▼
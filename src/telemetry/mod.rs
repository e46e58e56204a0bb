//! Telemetry for the Hazard Validation Agent
//!
//! Provides Prometheus metrics for normalization operations and payload
//! fingerprinting for log correlation. The engine itself stays free of
//! side effects; all recording happens in the glue layers around it.

pub mod metrics;

pub use metrics::{EngineMetrics, EngineMetricsRegistry};

use sha2::{Digest, Sha256};
use thiserror::Error;

/// Errors from telemetry operations
#[derive(Error, Debug)]
pub enum TelemetryError {
    /// Metrics registration or collection error
    #[error("Metrics error: {0}")]
    Metrics(#[from] prometheus::Error),

    /// Text exposition encoding error
    #[error("Encoding error: {0}")]
    Encoding(String),
}

/// Result type alias for telemetry operations
pub type Result<T> = std::result::Result<T, TelemetryError>;

/// SHA-256 fingerprint of a raw payload, hex encoded.
///
/// Used to correlate handler logs and response metadata with upstream
/// generator output without echoing the payload itself.
pub fn payload_fingerprint(raw: &str) -> String {
    hex::encode(Sha256::digest(raw.as_bytes()))
}

/// Fingerprint of a decoded JSON value (via its compact serialization).
pub fn value_fingerprint(value: &serde_json::Value) -> String {
    payload_fingerprint(&value.to_string())
}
▲
WHAT IS NEEDED.
Please give a count of the lines in the records where the word "TelemetryError" occurs, with nothing besides it.

RESULT OF THE EXERCISE.
2